7. Contraindications

  • Hypersensitivity to carbapenems, β-lactamase inhibitors, or other β-lactams (cross-reactivity possible with penicillins and cephalosporins).

  • Severe anaphylaxis history to β-lactams.


8. Adverse Effects

Common

  • Diarrhea, nausea, vomiting.

  • Headache.

  • Rash, pruritus.

  • Infusion-site reactions.

Serious

  • Hypersensitivity reactions (anaphylaxis, angioedema).

  • Seizures (higher risk with imipenem, especially in CNS disease or renal impairment).

  • Clostridioides difficile–associated diarrhea.

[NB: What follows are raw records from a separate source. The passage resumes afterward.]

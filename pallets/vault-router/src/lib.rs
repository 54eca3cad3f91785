//! # Vault Router Pallet
//!
//! Pools a stable unit on behalf of an upstream pallet and spreads it across a set of
//! yield-bearing backends according to target weights.
//!
//! ## Overview
//!
//! Every backend is reached through a converter that translates stable units into the
//! backend's shares and back. Shares are parked with a custody holder; the router never
//! keeps positions on its own account. Value moves in three ways:
//!
//! - **Automatic** (`deposit`, `withdraw`): candidates are ranked by how far their
//!   current allocation sits from target and tried one at a time. Transient backend
//!   failures fall through to the next candidate inside a metered retry budget.
//! - **Solver** (`solver_*`): the caller names every leg explicitly. Legs run in order
//!   with no selection, no health probes and no retries; the batch is all-or-nothing.
//! - **Exchange** (`exchange_assets`, `rebalance`): value moves between two backends
//!   without leaving custody's accounting.
//!
//! Converter reports are cross-checked against observed custody and stable-unit deltas.
//! A converter that misreports its backend or under-delivers aborts the whole operation.
//!
//! Stable units left on the router account after an operation are tracked as surplus and
//! can later be swept into the default backend.

#![cfg_attr(not(feature = "std"), no_std)]

extern crate alloc;

pub use pallet::*;

pub mod converters;
pub use converters::{ConverterFamily, FamilyDispatch, PassThroughConverter};

pub mod types;
pub use types::*;

pub mod weights;
pub use weights::WeightInfo;

#[cfg(test)]
mod mock;

#[cfg(feature = "runtime-benchmarks")]
mod benchmarking;

pub const LOG_TARGET: &str = "runtime::vault-router";
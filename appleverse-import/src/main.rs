//! appleverse-import - AppleVerse dataset import
//!
//! Replaces the apple accession catalogue with the contents of one dataset
//! file (CSV, JSON or Excel workbook), linking loose images to records on
//! the way. Prints a summary report on stdout.
//!
//! Exit code 1 when the source cannot be read, on any fatal import error,
//! or when no record was imported.

use std::path::PathBuf;
use std::process::ExitCode;

use anyhow::{Context, Result};
use appleverse_common::config::{load_toml_config, ROOT_FOLDER_ENV};
use appleverse_import::config::{parse_image_source, CliOverrides, ImportSettings};
use appleverse_import::models::ImportReport;
use appleverse_import::services::{locate_dataset, BulkImporter, ImageSource, ImportOptions};
use clap::Parser;
use tracing::{error, info};
use tracing_subscriber::{layer::SubscriberExt, reload, util::SubscriberInitExt, EnvFilter};

/// Command-line arguments for appleverse-import
#[derive(Parser, Debug)]
#[command(name = "appleverse-import")]
#[command(about = "Import the AppleVerse accession dataset")]
#[command(version)]
struct Args {
    /// Dataset file (default: the "final dataset" file in the data directory)
    file: Option<PathBuf>,

    /// Root folder holding data, images and the database
    #[arg(long, env = ROOT_FOLDER_ENV)]
    root_folder: Option<PathBuf>,

    /// Directory searched for the dataset file
    #[arg(long)]
    data_dir: Option<PathBuf>,

    /// Image directory and URL prefix as DIR=PREFIX (repeatable)
    #[arg(long = "image-dir", value_name = "DIR=PREFIX", value_parser = parse_image_source)]
    image_dirs: Vec<ImageSource>,

    /// Number of concurrent inserts per batch
    #[arg(long)]
    batch_size: Option<usize>,

    /// SQLite database file
    #[arg(long)]
    database: Option<PathBuf>,

    /// TOML config file
    #[arg(long)]
    config: Option<PathBuf>,
}

#[tokio::main]
async fn main() -> ExitCode {
    let args = Args::parse();

    // RUST_LOG wins; otherwise the configured level is applied once the
    // TOML file has been read
    let initial_filter =
        EnvFilter::try_from_default_env().unwrap_or_else(|_| EnvFilter::new("info"));
    let (filter, reload_handle) = reload::Layer::new(initial_filter);
    tracing_subscriber::registry()
        .with(filter)
        .with(tracing_subscriber::fmt::layer())
        .init();

    let toml_config = load_toml_config(args.config.as_deref());

    let cli = CliOverrides {
        root_folder: args.root_folder.clone(),
        data_dir: args.data_dir.clone(),
        database_path: args.database.clone(),
        batch_size: args.batch_size,
        image_sources: args.image_dirs.clone(),
    };

    let result = match ImportSettings::resolve(&cli, &toml_config) {
        Ok(settings) => {
            if std::env::var_os(EnvFilter::DEFAULT_ENV).is_none() {
                if let Err(e) = reload_handle.reload(EnvFilter::new(&settings.log_level)) {
                    error!("Failed to apply configured log level: {}", e);
                }
            }
            run(args.file, settings).await
        }
        Err(e) => Err(anyhow::Error::new(e).context("Invalid configuration")),
    };

    match result {
        Ok(report) => {
            for line in report.summary_lines() {
                println!("{}", line);
            }
            if report.imported > 0 {
                ExitCode::SUCCESS
            } else {
                ExitCode::FAILURE
            }
        }
        Err(e) => {
            error!("Import failed: {:#}", e);
            eprintln!("Error: {:#}", e);
            ExitCode::FAILURE
        }
    }
}

async fn run(file: Option<PathBuf>, settings: ImportSettings) -> Result<ImportReport> {
    info!("Starting appleverse-import");
    info!("Version: {}", env!("CARGO_PKG_VERSION"));

    let source = match file {
        Some(path) => path,
        None => locate_dataset(&settings.data_dir).context("No dataset file to import")?,
    };

    if let Some(parent) = settings.database_path.parent() {
        std::fs::create_dir_all(parent)
            .with_context(|| format!("Failed to create {}", parent.display()))?;
    }
    info!("Database: {}", settings.database_path.display());
    let db_pool = appleverse_common::db::init_database(&settings.database_path)
        .await
        .context("Failed to open database")?;

    let importer = BulkImporter::new(
        db_pool.clone(),
        ImportOptions {
            batch_size: settings.batch_size,
            image_sources: settings.image_sources.clone(),
        },
    );

    let report = importer
        .import_file(&source)
        .await
        .with_context(|| format!("Import of {} failed", source.display()))?;

    db_pool.close().await;
    Ok(report)
}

  • Hepatic enzyme elevations.


9. Drug Interactions

  • Valproic acid: carbapenems may significantly lower serum levels, reducing seizure control.

  • Probenecid: can increase carbapenem levels by reducing renal clearance.

  • Other β-lactams: potential for additive toxicity but rarely clinically relevant.


10. Resistance Considerations

  • BLIs restore activity against many serine β-lactamases, but not all.

  • Resistance may occur via:

    • Production of metallo-β-lactamases (e.g., NDM).

    • Altered PBPs.

    • Efflux pump overexpression.

    • Porin loss combined with enzyme production.


11. Monitoring

  • Renal function (especially for dosing adjustments).

  • Signs of hypersensitivity.

  • Liver function tests during prolonged therapy.

  • Neurological status in high-risk patients (to detect seizure risk early).


12. Advantages and Limitations

Advantages

  • Expanded activity against multidrug-resistant Gram-negative pathogens.

  • Life-saving role in carbapenemase-producing infections.

  • High stability against ESBL and AmpC producers.

Limitations

  • No activity against most MBLs.

  • Reserved for severe, resistant infections to preserve efficacy.

  • IV-only administration limits outpatient use.